### TASK DIRECTIONS
Copy all the lines of the data that include the word "Recording".

### RECORDS TO USE
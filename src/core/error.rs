//! Error types for voxreel

use thiserror::Error;

/// Main error type for the crate
#[derive(Debug, Error)]
pub enum Error {
    #[error("IO error: {0}")]
    Io(#[from] std::io::Error),

    #[error("JSON error: {0}")]
    Json(#[from] serde_json::Error),

    #[error("Parse error: {0}")]
    Parse(String),

    #[error("Frame error: {0}")]
    Frame(String),

    #[error("Palette error: {0}")]
    Palette(String),

    #[error("Recording error: {0}")]
    Recording(String),

    #[error("Config error: {0}")]
    Config(String),

    #[error("Worker error: {0}")]
    Worker(String),
}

### RESULT OF THIS TASK
    #[error("Recording error: {0}")]
    Recording(String),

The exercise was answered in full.